(Provided entries Opens)
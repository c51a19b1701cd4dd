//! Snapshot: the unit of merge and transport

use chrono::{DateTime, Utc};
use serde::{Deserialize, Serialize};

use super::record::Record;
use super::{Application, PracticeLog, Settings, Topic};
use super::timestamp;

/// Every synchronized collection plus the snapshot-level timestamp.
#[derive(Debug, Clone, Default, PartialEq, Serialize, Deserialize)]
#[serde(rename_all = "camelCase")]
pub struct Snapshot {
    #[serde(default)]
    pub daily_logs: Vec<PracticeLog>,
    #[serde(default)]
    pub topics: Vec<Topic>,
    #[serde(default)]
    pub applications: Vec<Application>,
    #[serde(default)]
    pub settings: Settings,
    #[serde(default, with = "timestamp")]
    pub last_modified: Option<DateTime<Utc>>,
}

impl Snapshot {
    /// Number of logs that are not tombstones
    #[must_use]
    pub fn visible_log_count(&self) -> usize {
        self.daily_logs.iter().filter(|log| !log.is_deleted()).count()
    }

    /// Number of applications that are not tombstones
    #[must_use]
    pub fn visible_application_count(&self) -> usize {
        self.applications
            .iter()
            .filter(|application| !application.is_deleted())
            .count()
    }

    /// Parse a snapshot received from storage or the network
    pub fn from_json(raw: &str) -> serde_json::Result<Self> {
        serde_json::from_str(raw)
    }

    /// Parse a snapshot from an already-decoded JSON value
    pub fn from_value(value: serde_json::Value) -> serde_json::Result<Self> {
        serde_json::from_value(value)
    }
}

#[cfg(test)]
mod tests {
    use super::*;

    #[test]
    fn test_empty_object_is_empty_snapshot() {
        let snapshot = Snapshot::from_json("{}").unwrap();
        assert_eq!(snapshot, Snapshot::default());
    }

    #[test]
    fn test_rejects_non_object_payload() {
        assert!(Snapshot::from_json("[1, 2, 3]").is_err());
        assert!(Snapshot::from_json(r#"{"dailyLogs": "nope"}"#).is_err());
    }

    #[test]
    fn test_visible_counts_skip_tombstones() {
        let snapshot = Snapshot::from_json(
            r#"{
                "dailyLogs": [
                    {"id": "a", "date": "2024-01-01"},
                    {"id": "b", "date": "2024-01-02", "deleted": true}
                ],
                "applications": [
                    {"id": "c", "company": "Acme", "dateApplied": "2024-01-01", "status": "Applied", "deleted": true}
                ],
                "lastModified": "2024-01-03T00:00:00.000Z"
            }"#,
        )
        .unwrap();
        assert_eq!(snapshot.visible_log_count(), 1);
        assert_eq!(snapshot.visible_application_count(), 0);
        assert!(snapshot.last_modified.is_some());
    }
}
(Provided entries Closes)
(Provided entries Opens)
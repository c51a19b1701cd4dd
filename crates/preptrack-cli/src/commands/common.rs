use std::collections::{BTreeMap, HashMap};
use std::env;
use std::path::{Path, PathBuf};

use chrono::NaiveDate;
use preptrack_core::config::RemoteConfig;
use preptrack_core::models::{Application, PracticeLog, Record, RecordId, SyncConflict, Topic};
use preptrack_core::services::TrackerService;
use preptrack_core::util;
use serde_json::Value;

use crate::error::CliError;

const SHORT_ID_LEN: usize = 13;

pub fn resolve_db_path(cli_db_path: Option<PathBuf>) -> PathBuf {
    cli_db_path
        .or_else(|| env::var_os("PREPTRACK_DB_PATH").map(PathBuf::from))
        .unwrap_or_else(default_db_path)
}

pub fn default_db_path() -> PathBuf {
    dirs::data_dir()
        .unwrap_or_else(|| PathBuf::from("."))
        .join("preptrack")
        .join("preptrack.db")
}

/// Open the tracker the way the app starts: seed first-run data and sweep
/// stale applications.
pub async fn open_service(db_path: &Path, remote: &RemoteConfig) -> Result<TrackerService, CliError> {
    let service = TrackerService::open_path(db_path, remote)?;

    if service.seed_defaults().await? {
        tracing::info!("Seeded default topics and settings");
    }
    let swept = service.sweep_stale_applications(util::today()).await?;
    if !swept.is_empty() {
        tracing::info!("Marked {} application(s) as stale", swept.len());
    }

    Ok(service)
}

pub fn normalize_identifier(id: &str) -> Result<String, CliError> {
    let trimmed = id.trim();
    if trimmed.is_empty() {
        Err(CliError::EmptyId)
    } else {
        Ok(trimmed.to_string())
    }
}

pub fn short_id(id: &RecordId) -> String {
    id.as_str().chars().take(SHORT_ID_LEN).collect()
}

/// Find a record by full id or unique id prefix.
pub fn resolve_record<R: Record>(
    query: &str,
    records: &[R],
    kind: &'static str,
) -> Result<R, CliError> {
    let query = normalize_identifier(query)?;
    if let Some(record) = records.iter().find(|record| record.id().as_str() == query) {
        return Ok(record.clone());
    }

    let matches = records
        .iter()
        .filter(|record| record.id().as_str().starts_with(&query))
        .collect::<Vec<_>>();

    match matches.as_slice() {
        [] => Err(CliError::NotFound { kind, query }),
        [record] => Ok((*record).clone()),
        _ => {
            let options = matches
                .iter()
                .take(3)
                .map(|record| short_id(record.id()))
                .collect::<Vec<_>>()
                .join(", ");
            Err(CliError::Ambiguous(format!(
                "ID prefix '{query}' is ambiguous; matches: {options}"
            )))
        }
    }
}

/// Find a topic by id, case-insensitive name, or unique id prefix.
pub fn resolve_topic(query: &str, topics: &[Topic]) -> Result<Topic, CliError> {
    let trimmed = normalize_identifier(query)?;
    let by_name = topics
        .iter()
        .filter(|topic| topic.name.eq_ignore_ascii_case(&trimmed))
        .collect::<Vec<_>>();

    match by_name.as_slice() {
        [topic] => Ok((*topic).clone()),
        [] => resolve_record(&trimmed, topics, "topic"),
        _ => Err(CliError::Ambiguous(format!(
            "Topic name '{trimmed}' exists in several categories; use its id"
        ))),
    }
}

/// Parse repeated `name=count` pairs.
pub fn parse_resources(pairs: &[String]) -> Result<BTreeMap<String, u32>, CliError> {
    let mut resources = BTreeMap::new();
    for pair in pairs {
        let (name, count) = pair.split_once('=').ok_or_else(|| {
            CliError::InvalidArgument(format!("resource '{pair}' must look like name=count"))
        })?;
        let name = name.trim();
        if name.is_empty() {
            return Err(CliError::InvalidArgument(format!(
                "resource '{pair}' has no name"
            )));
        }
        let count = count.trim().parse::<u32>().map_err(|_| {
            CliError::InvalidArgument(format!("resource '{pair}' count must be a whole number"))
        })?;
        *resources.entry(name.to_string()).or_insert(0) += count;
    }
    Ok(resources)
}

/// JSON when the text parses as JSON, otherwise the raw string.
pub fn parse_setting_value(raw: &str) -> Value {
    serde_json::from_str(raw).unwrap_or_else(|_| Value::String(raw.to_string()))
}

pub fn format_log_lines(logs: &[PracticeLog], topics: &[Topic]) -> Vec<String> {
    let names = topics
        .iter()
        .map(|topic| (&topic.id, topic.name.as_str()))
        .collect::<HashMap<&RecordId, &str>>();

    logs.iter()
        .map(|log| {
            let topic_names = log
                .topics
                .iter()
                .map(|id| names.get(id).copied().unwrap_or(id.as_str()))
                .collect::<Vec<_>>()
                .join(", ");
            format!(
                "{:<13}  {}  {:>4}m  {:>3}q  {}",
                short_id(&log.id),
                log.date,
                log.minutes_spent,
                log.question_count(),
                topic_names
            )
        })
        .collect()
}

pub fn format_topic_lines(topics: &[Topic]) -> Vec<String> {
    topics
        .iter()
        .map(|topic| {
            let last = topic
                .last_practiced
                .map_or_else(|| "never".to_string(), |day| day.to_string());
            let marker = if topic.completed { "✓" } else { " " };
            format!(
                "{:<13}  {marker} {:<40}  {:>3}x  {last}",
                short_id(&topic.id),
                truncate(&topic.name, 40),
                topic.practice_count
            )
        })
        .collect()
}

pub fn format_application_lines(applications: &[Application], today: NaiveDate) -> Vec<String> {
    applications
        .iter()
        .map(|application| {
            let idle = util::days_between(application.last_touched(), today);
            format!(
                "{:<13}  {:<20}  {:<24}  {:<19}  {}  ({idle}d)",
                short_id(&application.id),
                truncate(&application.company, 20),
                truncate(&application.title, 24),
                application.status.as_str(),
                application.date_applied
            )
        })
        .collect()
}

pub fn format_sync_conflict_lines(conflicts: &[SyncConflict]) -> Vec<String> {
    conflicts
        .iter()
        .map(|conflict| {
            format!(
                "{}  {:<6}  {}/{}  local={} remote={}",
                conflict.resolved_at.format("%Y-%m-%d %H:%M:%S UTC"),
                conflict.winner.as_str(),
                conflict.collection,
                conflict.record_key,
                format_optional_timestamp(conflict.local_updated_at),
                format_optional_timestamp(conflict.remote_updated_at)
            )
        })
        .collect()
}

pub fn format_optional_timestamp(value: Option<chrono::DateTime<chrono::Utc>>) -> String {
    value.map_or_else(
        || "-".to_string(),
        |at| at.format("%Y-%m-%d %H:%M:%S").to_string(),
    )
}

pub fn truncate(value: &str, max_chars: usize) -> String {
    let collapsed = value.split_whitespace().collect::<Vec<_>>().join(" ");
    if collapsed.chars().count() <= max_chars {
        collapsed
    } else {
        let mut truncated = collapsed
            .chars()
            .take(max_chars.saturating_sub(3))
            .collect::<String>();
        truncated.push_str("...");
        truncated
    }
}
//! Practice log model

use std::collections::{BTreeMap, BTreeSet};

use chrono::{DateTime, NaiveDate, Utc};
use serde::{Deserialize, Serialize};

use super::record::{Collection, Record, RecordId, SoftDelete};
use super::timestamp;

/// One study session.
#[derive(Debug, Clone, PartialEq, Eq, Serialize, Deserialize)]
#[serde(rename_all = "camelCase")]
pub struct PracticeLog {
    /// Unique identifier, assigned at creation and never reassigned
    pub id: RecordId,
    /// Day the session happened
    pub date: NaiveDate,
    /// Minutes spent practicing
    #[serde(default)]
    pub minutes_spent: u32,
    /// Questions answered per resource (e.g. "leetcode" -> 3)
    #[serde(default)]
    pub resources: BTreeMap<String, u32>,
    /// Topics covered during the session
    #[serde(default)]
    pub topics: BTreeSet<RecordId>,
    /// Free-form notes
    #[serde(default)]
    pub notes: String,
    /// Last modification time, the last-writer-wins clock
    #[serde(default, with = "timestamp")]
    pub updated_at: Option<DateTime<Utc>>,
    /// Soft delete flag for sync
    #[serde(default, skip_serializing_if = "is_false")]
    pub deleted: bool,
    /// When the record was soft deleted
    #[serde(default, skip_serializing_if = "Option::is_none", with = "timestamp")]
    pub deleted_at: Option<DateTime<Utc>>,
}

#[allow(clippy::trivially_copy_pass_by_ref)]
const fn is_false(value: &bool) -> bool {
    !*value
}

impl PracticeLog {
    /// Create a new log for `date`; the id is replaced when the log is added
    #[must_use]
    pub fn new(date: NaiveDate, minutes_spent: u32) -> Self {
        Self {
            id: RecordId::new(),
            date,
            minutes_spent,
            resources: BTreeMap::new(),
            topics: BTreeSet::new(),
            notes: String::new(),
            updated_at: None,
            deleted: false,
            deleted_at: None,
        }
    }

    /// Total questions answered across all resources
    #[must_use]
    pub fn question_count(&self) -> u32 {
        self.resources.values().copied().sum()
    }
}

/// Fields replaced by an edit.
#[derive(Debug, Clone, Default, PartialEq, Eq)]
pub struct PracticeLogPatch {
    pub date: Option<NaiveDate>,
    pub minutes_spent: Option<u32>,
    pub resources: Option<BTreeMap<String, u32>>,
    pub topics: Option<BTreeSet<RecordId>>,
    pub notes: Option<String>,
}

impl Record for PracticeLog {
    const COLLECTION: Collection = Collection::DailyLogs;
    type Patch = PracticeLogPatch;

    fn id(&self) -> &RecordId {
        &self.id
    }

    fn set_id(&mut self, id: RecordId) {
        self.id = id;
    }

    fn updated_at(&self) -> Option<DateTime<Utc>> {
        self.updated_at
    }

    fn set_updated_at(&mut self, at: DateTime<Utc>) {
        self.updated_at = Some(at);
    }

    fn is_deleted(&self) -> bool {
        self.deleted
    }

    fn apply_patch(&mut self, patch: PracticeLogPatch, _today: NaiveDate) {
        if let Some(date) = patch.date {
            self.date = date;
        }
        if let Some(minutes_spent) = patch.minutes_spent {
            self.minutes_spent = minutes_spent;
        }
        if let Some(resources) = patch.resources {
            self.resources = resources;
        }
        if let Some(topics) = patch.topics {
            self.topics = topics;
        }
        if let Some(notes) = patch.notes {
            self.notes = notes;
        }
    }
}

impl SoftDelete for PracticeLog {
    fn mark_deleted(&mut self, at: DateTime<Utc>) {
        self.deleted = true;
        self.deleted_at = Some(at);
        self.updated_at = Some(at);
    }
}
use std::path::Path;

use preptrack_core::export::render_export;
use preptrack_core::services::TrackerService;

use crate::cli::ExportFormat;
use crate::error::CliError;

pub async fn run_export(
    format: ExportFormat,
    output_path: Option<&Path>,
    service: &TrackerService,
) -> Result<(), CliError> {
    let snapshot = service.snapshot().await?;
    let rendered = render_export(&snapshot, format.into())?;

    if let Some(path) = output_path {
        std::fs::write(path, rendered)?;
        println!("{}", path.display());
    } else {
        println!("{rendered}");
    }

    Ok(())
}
(Provided entries Closes)
(Provided entries Opens)
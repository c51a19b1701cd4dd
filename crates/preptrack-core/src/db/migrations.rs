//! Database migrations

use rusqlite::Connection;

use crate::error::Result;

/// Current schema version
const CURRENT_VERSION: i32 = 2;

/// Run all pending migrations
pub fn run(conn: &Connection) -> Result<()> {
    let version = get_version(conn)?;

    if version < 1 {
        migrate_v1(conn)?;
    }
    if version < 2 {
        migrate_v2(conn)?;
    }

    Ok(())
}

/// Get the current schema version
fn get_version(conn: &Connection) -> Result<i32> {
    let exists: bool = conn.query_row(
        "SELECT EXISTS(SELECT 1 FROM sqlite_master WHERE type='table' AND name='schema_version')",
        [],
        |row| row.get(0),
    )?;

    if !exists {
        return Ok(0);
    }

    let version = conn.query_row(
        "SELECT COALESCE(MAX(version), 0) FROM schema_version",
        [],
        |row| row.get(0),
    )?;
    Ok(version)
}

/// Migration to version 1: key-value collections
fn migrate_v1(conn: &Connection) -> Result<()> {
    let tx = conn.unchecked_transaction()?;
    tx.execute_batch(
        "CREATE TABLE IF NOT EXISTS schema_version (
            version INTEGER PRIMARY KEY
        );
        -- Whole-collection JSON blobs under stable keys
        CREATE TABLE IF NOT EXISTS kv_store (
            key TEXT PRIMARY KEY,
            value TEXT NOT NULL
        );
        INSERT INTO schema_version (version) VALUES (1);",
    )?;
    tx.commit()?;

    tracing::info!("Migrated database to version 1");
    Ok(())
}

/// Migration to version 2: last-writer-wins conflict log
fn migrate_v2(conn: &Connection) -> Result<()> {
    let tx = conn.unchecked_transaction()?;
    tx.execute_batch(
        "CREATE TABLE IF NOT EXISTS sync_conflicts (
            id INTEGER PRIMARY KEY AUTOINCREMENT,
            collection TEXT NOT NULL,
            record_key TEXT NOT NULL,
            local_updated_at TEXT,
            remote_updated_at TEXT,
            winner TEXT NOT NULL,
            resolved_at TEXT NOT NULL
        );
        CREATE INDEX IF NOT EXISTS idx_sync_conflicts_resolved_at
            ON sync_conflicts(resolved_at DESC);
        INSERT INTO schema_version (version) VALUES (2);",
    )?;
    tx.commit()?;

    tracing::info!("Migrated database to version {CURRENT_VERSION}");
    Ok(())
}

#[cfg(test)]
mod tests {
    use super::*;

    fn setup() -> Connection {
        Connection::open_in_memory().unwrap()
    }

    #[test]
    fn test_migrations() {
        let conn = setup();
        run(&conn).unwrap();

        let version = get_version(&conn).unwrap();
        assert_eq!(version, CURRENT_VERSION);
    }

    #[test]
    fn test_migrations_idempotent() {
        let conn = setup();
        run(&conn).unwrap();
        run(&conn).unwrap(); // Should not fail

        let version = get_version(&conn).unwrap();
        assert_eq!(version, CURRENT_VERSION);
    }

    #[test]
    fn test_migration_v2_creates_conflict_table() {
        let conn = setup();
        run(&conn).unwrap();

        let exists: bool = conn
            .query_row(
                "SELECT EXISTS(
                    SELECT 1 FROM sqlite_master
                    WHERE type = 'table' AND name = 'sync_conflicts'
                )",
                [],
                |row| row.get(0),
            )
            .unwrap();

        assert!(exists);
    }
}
(Provided entries Closes)
## Brief:
Check each line of the entries above, and show every one holding the word "never".

## Answer to this task:
                .map_or_else(|| "never".to_string(), |day| day.to_string());
    /// Unique identifier, assigned at creation and never reassigned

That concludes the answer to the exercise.